╭──
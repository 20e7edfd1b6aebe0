use std::collections::HashSet;
use std::fmt;

use indexmap::IndexSet;
use serde_json::Value;

use crate::core::{MicrodataError, MicrodataResult};

use super::document::NodeId;
use super::element::{Element, MicrodataElement};
use super::node_list::PropertyNodeList;

/// Collects the property elements of the item created by `root`
///
/// Elements referenced through `itemref` come first, then the item's own
/// subtree in pre-order. Descent stops below nested items, and every element
/// is visited at most once so `itemref` cycles terminate.
pub(crate) fn build_property_list(root: Element<'_>) -> Vec<NodeId> {
    let document = root.document();
    let mut roots = Vec::new();

    for id in root.item_ref().unwrap_or_default() {
        match document.get_element_by_id(id) {
            Some(referenced) => roots.push(referenced),
            None => tracing::debug!("itemref '{id}' does not match any element"),
        }
    }
    roots.extend(root.children());

    crawl_properties(roots, HashSet::from([root.node_id()]))
}

fn crawl_properties(roots: Vec<Element<'_>>, mut visited: HashSet<NodeId>) -> Vec<NodeId> {
    let mut properties = Vec::new();
    let mut stack: Vec<Element<'_>> = roots.into_iter().rev().collect();

    while let Some(element) = stack.pop() {
        if !visited.insert(element.node_id()) {
            tracing::debug!(
                "Skipping <{}> (node {}): already visited while collecting properties",
                element.tag_name(),
                element.node_id()
            );
            continue;
        }

        if element.item_prop().is_some() {
            properties.push(element.node_id());
        }

        if !element.item_scope() {
            stack.extend(element.children().rev());
        }
    }

    properties
}

/// Key for [`PropertiesCollection::get`]: a property name or a position
#[derive(Debug, Clone, PartialEq, Eq)]
pub enum PropertyKey {
    Name(String),
    Index(usize),
}

impl From<&str> for PropertyKey {
    fn from(name: &str) -> Self {
        PropertyKey::Name(name.to_string())
    }
}

impl From<String> for PropertyKey {
    fn from(name: String) -> Self {
        PropertyKey::Name(name)
    }
}

impl From<usize> for PropertyKey {
    fn from(index: usize) -> Self {
        PropertyKey::Index(index)
    }
}

impl TryFrom<&Value> for PropertyKey {
    type Error = MicrodataError;

    fn try_from(value: &Value) -> Result<Self, Self::Error> {
        match value {
            Value::String(name) => Ok(PropertyKey::Name(name.clone())),
            Value::Number(number) => number
                .as_u64()
                .and_then(|index| usize::try_from(index).ok())
                .map(PropertyKey::Index)
                .ok_or_else(|| MicrodataError::UnsupportedKey(value.to_string())),
            other => Err(MicrodataError::UnsupportedKey(other.to_string())),
        }
    }
}

impl fmt::Display for PropertyKey {
    fn fmt(&self, f: &mut fmt::Formatter<'_>) -> fmt::Result {
        match self {
            PropertyKey::Name(name) => write!(f, "{name}"),
            PropertyKey::Index(index) => write!(f, "{index}"),
        }
    }
}

/// What [`PropertiesCollection::get`] yields for a key
#[derive(Debug, Clone)]
pub enum PropertyEntry<'doc> {
    /// All properties with the requested name
    Named(PropertyNodeList<'doc>),
    /// The property at the requested position
    Element(Element<'doc>),
}

impl<'doc> PropertyEntry<'doc> {
    pub fn as_node_list(&self) -> Option<&PropertyNodeList<'doc>> {
        match self {
            PropertyEntry::Named(list) => Some(list),
            PropertyEntry::Element(_) => None,
        }
    }

    pub fn as_element(&self) -> Option<Element<'doc>> {
        match self {
            PropertyEntry::Element(element) => Some(*element),
            PropertyEntry::Named(_) => None,
        }
    }
}

/// Read-only view of the properties of one item
#[derive(Clone, Copy)]
pub struct PropertiesCollection<'doc> {
    owner: Element<'doc>,
}

impl<'doc> PropertiesCollection<'doc> {
    pub(crate) fn new(owner: Element<'doc>) -> Self {
        Self { owner }
    }

    /// The element whose item these properties belong to
    pub fn owner(&self) -> Element<'doc> {
        self.owner
    }

    fn members(&self) -> &'doc [NodeId] {
        let owner = self.owner;
        owner
            .entry()
            .cache
            .properties
            .get_or_init(|| build_property_list(owner))
    }

    pub fn len(&self) -> usize {
        self.members().len()
    }

    pub fn is_empty(&self) -> bool {
        self.members().is_empty()
    }

    /// Property elements, references first, then in tree order
    pub fn iter(&self) -> impl Iterator<Item = Element<'doc>> + 'doc {
        let document = self.owner.document();
        self.members()
            .iter()
            .map(move |&node_id| Element::new(document, node_id))
    }

    /// Distinct property names, in first-appearance order
    pub fn names(&self) -> &'doc [String] {
        let collection = *self;
        self.owner
            .entry()
            .cache
            .property_names
            .get_or_init(|| {
                let mut names = IndexSet::new();
                for property in collection.iter() {
                    names.extend(property.item_prop().unwrap_or_default().iter().cloned());
                }
                names.into_iter().collect()
            })
    }

    pub fn item(&self, index: usize) -> MicrodataResult<Element<'doc>> {
        let members = self.members();
        members
            .get(index)
            .map(|&node_id| Element::new(self.owner.document(), node_id))
            .ok_or(MicrodataError::OutOfRange {
                index,
                length: members.len(),
            })
    }

    pub fn get_item(&self, index: usize) -> MicrodataResult<Element<'doc>> {
        self.item(index)
    }

    /// Properties whose names include `name`; empty when there is none
    pub fn named_item(&self, name: &str) -> PropertyNodeList<'doc> {
        let nodes = self
            .iter()
            .filter(|property| {
                property
                    .item_prop()
                    .is_some_and(|names| names.iter().any(|n| n == name))
            })
            .map(|property| property.node_id())
            .collect();

        PropertyNodeList::new(self.owner.document(), nodes)
    }

    pub fn get_named_item(&self, name: &str) -> PropertyNodeList<'doc> {
        self.named_item(name)
    }

    /// Looks up properties by name or by position
    pub fn get(&self, key: impl Into<PropertyKey>) -> MicrodataResult<PropertyEntry<'doc>> {
        match key.into() {
            PropertyKey::Name(name) => Ok(PropertyEntry::Named(self.named_item(&name))),
            PropertyKey::Index(index) => self.item(index).map(PropertyEntry::Element),
        }
    }

    /// Whether `get` would find something for the key
    ///
    /// A name is present when at least one property carries it.
    pub fn contains(&self, key: impl Into<PropertyKey>) -> bool {
        match key.into() {
            PropertyKey::Name(name) => self.names().contains(&name),
            PropertyKey::Index(index) => index < self.len(),
        }
    }

    pub fn set(&self, _key: impl Into<PropertyKey>, _value: Element<'doc>) -> MicrodataResult<()> {
        Err(MicrodataError::ImmutableMutation)
    }

    pub fn remove(&self, _key: impl Into<PropertyKey>) -> MicrodataResult<()> {
        Err(MicrodataError::ImmutableMutation)
    }
}

impl<'doc> IntoIterator for PropertiesCollection<'doc> {
    type Item = Element<'doc>;
    type IntoIter = Box<dyn Iterator<Item = Element<'doc>> + 'doc>;

    fn into_iter(self) -> Self::IntoIter {
        Box::new(self.iter())
    }
}

impl fmt::Debug for PropertiesCollection<'_> {
    fn fmt(&self, f: &mut fmt::Formatter<'_>) -> fmt::Result {
        f.debug_struct("PropertiesCollection")
            .field("owner", &self.owner)
            .field("names", &self.names())
            .finish()
    }
}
╰──
◆ **WORK REQUEST**
Write the material out once more, exactly as it reads.

◆ **TASK OUTPUT**
repository 20e7edfd1b6aebe0
use std::collections::HashSet;
use std::fmt;

use indexmap::IndexSet;
use serde_json::Value;

use crate::core::{MicrodataError, MicrodataResult};

use super::document::NodeId;
use super::element::{Element, MicrodataElement};
use super::node_list::PropertyNodeList;

/// Collects the property elements of the item created by `root`
///
/// Elements referenced through `itemref` come first, then the item's own
/// subtree in pre-order. Descent stops below nested items, and every element
/// is visited at most once so `itemref` cycles terminate.
pub(crate) fn build_property_list(root: Element<'_>) -> Vec<NodeId> {
    let document = root.document();
    let mut roots = Vec::new();

    for id in root.item_ref().unwrap_or_default() {
        match document.get_element_by_id(id) {
            Some(referenced) => roots.push(referenced),
            None => tracing::debug!("itemref '{id}' does not match any element"),
        }
    }
    roots.extend(root.children());

    crawl_properties(roots, HashSet::from([root.node_id()]))
}

fn crawl_properties(roots: Vec<Element<'_>>, mut visited: HashSet<NodeId>) -> Vec<NodeId> {
    let mut properties = Vec::new();
    let mut stack: Vec<Element<'_>> = roots.into_iter().rev().collect();

    while let Some(element) = stack.pop() {
        if !visited.insert(element.node_id()) {
            tracing::debug!(
                "Skipping <{}> (node {}): already visited while collecting properties",
                element.tag_name(),
                element.node_id()
            );
            continue;
        }

        if element.item_prop().is_some() {
            properties.push(element.node_id());
        }

        if !element.item_scope() {
            stack.extend(element.children().rev());
        }
    }

    properties
}

/// Key for [`PropertiesCollection::get`]: a property name or a position
#[derive(Debug, Clone, PartialEq, Eq)]
pub enum PropertyKey {
    Name(String),
    Index(usize),
}

impl From<&str> for PropertyKey {
    fn from(name: &str) -> Self {
        PropertyKey::Name(name.to_string())
    }
}

impl From<String> for PropertyKey {
    fn from(name: String) -> Self {
        PropertyKey::Name(name)
    }
}

impl From<usize> for PropertyKey {
    fn from(index: usize) -> Self {
        PropertyKey::Index(index)
    }
}

impl TryFrom<&Value> for PropertyKey {
    type Error = MicrodataError;

    fn try_from(value: &Value) -> Result<Self, Self::Error> {
        match value {
            Value::String(name) => Ok(PropertyKey::Name(name.clone())),
            Value::Number(number) => number
                .as_u64()
                .and_then(|index| usize::try_from(index).ok())
                .map(PropertyKey::Index)
                .ok_or_else(|| MicrodataError::UnsupportedKey(value.to_string())),
            other => Err(MicrodataError::UnsupportedKey(other.to_string())),
        }
    }
}

impl fmt::Display for PropertyKey {
    fn fmt(&self, f: &mut fmt::Formatter<'_>) -> fmt::Result {
        match self {
            PropertyKey::Name(name) => write!(f, "{name}"),
            PropertyKey::Index(index) => write!(f, "{index}"),
        }
    }
}

/// What [`PropertiesCollection::get`] yields for a key
#[derive(Debug, Clone)]
pub enum PropertyEntry<'doc> {
    /// All properties with the requested name
    Named(PropertyNodeList<'doc>),
    /// The property at the requested position
    Element(Element<'doc>),
}

impl<'doc> PropertyEntry<'doc> {
    pub fn as_node_list(&self) -> Option<&PropertyNodeList<'doc>> {
        match self {
            PropertyEntry::Named(list) => Some(list),
            PropertyEntry::Element(_) => None,
        }
    }

    pub fn as_element(&self) -> Option<Element<'doc>> {
        match self {
            PropertyEntry::Element(element) => Some(*element),
            PropertyEntry::Named(_) => None,
        }
    }
}

/// Read-only view of the properties of one item
#[derive(Clone, Copy)]
pub struct PropertiesCollection<'doc> {
    owner: Element<'doc>,
}

impl<'doc> PropertiesCollection<'doc> {
    pub(crate) fn new(owner: Element<'doc>) -> Self {
        Self { owner }
    }

    /// The element whose item these properties belong to
    pub fn owner(&self) -> Element<'doc> {
        self.owner
    }

    fn members(&self) -> &'doc [NodeId] {
        let owner = self.owner;
        owner
            .entry()
            .cache
            .properties
            .get_or_init(|| build_property_list(owner))
    }

    pub fn len(&self) -> usize {
        self.members().len()
    }

    pub fn is_empty(&self) -> bool {
        self.members().is_empty()
    }

    /// Property elements, references first, then in tree order
    pub fn iter(&self) -> impl Iterator<Item = Element<'doc>> + 'doc {
        let document = self.owner.document();
        self.members()
            .iter()
            .map(move |&node_id| Element::new(document, node_id))
    }

    /// Distinct property names, in first-appearance order
    pub fn names(&self) -> &'doc [String] {
        let collection = *self;
        self.owner
            .entry()
            .cache
            .property_names
            .get_or_init(|| {
                let mut names = IndexSet::new();
                for property in collection.iter() {
                    names.extend(property.item_prop().unwrap_or_default().iter().cloned());
                }
                names.into_iter().collect()
            })
    }

    pub fn item(&self, index: usize) -> MicrodataResult<Element<'doc>> {
        let members = self.members();
        members
            .get(index)
            .map(|&node_id| Element::new(self.owner.document(), node_id))
            .ok_or(MicrodataError::OutOfRange {
                index,
                length: members.len(),
            })
    }

    pub fn get_item(&self, index: usize) -> MicrodataResult<Element<'doc>> {
        self.item(index)
    }

    /// Properties whose names include `name`; empty when there is none
    pub fn named_item(&self, name: &str) -> PropertyNodeList<'doc> {
        let nodes = self
            .iter()
            .filter(|property| {
                property
                    .item_prop()
                    .is_some_and(|names| names.iter().any(|n| n == name))
            })
            .map(|property| property.node_id())
            .collect();

        PropertyNodeList::new(self.owner.document(), nodes)
    }

    pub fn get_named_item(&self, name: &str) -> PropertyNodeList<'doc> {
        self.named_item(name)
    }

    /// Looks up properties by name or by position
    pub fn get(&self, key: impl Into<PropertyKey>) -> MicrodataResult<PropertyEntry<'doc>> {
        match key.into() {
            PropertyKey::Name(name) => Ok(PropertyEntry::Named(self.named_item(&name))),
            PropertyKey::Index(index) => self.item(index).map(PropertyEntry::Element),
        }
    }

    /// Whether `get` would find something for the key
    ///
    /// A name is present when at least one property carries it.
    pub fn contains(&self, key: impl Into<PropertyKey>) -> bool {
        match key.into() {
            PropertyKey::Name(name) => self.names().contains(&name),
            PropertyKey::Index(index) => index < self.len(),
        }
    }

    pub fn set(&self, _key: impl Into<PropertyKey>, _value: Element<'doc>) -> MicrodataResult<()> {
        Err(MicrodataError::ImmutableMutation)
    }

    pub fn remove(&self, _key: impl Into<PropertyKey>) -> MicrodataResult<()> {
        Err(MicrodataError::ImmutableMutation)
    }
}

impl<'doc> IntoIterator for PropertiesCollection<'doc> {
    type Item = Element<'doc>;
    type IntoIter = Box<dyn Iterator<Item = Element<'doc>> + 'doc>;

    fn into_iter(self) -> Self::IntoIter {
        Box::new(self.iter())
    }
}

impl fmt::Debug for PropertiesCollection<'_> {
    fn fmt(&self, f: &mut fmt::Formatter<'_>) -> fmt::Result {
        f.debug_struct("PropertiesCollection")
            .field("owner", &self.owner)
            .field("names", &self.names())
            .finish()
    }
}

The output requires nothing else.